(Working data):
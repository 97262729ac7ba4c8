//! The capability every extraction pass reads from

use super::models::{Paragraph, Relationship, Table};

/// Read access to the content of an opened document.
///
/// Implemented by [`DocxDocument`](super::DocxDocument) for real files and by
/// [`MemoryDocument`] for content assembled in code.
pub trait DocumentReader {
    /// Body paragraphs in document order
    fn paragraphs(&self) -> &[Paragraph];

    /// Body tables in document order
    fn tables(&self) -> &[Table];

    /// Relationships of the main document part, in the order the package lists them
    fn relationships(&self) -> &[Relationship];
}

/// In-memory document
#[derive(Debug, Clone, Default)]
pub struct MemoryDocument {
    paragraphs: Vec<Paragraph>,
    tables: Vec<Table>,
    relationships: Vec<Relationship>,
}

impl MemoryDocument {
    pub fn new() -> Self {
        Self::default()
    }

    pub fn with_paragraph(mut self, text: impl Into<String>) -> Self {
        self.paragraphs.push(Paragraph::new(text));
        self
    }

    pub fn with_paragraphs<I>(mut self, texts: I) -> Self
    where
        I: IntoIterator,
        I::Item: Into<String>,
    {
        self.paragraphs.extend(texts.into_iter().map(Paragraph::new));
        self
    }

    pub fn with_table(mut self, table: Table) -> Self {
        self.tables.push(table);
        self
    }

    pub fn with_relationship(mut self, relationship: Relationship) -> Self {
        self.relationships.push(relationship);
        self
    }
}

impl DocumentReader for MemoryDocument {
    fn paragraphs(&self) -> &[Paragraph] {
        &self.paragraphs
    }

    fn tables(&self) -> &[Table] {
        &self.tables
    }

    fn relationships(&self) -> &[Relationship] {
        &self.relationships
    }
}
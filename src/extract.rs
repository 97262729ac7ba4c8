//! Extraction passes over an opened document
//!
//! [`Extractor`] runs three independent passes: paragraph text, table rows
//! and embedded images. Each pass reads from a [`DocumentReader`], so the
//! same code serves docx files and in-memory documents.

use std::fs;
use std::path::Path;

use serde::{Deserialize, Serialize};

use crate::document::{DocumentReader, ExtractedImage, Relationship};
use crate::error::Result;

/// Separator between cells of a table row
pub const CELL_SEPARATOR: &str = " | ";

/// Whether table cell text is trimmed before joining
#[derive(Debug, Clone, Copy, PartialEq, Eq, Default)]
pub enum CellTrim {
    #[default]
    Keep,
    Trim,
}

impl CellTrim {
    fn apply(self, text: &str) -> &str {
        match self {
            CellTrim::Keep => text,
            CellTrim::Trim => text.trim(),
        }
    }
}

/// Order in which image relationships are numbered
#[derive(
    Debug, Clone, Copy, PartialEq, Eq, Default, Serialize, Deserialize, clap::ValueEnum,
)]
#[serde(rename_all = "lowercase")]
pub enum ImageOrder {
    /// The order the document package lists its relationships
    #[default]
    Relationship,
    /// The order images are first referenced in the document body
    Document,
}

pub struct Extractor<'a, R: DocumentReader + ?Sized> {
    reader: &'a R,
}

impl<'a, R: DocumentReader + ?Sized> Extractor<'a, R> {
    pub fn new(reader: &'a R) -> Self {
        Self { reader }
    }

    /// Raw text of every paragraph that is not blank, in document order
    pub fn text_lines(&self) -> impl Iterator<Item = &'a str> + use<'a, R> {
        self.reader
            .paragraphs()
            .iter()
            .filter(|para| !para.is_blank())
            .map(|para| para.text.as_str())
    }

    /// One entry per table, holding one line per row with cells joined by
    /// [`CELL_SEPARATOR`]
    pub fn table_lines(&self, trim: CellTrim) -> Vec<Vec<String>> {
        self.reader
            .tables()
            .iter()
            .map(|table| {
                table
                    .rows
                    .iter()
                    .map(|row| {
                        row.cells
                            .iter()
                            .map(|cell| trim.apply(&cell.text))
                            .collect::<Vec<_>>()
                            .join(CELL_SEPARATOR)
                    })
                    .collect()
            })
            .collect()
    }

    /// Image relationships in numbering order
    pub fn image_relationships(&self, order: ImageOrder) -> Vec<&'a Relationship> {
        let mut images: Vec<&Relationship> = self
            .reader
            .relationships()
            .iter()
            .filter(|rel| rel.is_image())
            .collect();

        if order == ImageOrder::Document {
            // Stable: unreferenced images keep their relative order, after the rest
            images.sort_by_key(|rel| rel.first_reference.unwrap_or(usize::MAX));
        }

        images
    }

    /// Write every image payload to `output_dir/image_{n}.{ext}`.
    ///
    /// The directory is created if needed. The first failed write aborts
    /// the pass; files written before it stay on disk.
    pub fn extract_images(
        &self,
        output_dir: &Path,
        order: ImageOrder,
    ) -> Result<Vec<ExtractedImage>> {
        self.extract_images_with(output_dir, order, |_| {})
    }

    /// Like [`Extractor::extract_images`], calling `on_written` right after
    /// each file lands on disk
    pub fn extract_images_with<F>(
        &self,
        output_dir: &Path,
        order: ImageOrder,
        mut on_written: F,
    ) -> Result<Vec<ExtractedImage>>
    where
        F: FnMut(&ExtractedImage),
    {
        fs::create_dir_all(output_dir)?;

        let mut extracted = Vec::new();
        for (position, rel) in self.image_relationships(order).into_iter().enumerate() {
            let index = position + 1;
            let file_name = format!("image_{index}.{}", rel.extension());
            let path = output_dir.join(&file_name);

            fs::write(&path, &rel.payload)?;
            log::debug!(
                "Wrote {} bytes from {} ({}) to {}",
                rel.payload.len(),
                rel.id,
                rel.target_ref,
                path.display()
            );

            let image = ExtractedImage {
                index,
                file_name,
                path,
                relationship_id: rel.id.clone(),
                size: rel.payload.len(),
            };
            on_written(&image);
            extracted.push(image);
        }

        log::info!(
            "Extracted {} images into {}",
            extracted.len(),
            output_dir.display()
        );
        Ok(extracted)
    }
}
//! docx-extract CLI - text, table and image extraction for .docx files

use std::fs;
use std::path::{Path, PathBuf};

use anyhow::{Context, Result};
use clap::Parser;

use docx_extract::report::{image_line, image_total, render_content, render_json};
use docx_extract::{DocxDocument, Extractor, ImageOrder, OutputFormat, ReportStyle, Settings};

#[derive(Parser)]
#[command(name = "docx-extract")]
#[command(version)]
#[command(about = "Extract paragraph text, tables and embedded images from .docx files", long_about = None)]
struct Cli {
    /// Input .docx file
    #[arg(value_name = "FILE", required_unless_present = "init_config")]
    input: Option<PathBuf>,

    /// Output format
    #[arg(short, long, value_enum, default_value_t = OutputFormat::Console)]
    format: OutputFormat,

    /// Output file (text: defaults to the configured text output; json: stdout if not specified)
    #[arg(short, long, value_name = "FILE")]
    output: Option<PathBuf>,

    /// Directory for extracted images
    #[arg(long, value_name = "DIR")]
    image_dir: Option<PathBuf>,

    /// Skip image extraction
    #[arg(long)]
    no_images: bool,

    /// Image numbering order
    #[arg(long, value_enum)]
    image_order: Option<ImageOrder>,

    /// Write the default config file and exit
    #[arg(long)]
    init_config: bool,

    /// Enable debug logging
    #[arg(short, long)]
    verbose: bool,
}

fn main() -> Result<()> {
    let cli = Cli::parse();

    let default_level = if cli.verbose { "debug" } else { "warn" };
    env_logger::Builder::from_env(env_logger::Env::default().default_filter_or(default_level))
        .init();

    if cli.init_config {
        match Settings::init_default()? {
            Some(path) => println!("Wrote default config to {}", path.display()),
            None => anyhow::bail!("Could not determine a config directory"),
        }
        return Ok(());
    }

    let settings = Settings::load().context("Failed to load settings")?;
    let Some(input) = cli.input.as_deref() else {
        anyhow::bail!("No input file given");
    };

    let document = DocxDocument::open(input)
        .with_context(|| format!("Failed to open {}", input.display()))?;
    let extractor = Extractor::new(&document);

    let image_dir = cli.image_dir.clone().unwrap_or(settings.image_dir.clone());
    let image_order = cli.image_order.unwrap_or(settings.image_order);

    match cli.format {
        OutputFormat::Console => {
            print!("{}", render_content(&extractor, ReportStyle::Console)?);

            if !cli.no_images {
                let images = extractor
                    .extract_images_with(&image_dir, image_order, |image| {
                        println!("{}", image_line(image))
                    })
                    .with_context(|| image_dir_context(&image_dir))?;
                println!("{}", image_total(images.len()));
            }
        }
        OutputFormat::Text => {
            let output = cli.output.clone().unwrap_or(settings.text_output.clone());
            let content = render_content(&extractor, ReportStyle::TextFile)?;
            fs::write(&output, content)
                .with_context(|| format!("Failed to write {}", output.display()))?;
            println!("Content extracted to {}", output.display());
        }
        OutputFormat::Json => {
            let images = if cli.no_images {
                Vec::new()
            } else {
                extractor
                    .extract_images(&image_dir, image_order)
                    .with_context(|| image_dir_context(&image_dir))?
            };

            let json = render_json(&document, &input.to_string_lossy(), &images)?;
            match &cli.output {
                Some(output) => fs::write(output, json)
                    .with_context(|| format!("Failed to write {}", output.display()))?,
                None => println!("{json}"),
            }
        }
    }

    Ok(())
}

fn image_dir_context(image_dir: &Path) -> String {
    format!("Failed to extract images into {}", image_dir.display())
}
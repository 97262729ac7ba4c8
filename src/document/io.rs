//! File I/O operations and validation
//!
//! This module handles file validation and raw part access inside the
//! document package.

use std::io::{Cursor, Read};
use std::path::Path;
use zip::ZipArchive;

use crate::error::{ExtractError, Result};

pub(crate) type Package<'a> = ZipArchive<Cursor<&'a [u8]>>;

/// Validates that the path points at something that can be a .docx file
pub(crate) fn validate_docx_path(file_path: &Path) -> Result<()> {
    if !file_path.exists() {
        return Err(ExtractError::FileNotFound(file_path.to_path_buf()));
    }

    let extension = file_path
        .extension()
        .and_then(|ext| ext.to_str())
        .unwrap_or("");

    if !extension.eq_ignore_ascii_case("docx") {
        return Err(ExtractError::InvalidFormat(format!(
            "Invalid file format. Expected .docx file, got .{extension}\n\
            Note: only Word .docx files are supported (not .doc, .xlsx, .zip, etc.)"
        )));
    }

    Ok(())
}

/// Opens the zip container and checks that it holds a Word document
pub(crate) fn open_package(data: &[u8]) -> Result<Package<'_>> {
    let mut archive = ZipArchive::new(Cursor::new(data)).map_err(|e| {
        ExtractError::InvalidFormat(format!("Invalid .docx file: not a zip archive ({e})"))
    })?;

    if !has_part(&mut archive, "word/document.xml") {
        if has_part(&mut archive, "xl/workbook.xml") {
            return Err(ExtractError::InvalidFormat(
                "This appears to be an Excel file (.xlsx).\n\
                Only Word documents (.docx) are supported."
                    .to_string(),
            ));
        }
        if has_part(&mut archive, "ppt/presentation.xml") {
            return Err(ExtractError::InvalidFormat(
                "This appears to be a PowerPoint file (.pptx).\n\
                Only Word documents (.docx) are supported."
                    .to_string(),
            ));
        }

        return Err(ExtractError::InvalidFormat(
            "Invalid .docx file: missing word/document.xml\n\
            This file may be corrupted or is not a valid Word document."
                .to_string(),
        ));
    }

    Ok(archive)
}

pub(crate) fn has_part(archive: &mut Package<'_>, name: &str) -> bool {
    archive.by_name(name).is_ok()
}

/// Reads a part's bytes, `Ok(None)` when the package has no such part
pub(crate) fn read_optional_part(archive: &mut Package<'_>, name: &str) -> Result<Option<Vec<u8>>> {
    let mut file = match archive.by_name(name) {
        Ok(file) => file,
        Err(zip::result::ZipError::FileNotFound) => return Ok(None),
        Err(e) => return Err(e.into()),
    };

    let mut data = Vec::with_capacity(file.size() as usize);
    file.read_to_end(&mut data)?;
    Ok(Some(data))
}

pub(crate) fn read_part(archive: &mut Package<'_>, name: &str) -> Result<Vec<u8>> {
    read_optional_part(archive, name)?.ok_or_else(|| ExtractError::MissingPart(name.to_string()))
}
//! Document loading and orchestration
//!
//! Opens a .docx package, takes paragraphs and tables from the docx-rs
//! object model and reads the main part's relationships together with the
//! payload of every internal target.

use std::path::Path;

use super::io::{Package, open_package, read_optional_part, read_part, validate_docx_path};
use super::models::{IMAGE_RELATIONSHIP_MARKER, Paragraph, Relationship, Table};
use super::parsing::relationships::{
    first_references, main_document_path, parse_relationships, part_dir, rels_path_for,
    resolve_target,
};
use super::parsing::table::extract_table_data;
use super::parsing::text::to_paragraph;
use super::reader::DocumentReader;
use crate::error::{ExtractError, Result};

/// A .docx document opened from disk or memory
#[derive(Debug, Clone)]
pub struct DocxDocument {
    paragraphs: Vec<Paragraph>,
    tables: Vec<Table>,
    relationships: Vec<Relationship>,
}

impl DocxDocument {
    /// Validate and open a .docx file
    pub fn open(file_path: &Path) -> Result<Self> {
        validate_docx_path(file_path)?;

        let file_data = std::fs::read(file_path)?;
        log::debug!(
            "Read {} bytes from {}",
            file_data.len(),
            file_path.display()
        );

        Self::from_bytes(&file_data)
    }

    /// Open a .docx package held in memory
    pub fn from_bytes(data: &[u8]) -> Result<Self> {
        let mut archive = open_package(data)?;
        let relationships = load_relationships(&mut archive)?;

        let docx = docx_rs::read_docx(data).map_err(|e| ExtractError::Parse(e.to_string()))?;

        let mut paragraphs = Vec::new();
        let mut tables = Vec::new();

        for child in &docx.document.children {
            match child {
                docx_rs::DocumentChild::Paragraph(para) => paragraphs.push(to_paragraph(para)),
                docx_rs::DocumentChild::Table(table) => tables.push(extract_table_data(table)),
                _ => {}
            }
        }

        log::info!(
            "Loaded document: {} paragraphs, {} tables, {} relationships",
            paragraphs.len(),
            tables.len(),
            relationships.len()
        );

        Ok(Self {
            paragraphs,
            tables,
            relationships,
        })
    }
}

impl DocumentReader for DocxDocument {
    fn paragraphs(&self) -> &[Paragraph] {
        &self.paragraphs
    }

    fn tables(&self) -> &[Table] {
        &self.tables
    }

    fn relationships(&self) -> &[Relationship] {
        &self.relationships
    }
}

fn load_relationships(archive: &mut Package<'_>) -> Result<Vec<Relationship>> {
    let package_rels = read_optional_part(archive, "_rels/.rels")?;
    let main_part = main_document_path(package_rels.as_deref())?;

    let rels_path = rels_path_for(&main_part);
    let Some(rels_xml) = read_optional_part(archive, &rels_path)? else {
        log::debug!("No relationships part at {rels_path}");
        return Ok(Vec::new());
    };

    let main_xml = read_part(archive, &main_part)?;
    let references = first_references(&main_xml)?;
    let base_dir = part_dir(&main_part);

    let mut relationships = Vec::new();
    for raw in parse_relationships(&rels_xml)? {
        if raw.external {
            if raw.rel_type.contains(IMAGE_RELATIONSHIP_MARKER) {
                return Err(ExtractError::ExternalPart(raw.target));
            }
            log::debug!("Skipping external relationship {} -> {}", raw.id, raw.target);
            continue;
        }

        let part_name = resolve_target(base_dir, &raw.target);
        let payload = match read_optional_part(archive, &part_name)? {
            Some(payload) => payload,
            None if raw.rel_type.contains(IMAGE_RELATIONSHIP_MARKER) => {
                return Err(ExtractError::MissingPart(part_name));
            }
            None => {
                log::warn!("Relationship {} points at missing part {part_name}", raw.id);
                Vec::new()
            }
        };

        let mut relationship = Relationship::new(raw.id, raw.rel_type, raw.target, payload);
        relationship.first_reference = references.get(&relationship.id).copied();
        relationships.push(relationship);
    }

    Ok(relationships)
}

(Task item):
Reproduce only the lines above, starting at the line with "let mut file" and ending at the line with "let mut data", exactly as written.

(Exercise answer):
    let mut file = match archive.by_name(name) {
        Ok(file) => file,
        Err(zip::result::ZipError::FileNotFound) => return Ok(None),
        Err(e) => return Err(e.into()),
    };

    let mut data = Vec::with_capacity(file.size() as usize);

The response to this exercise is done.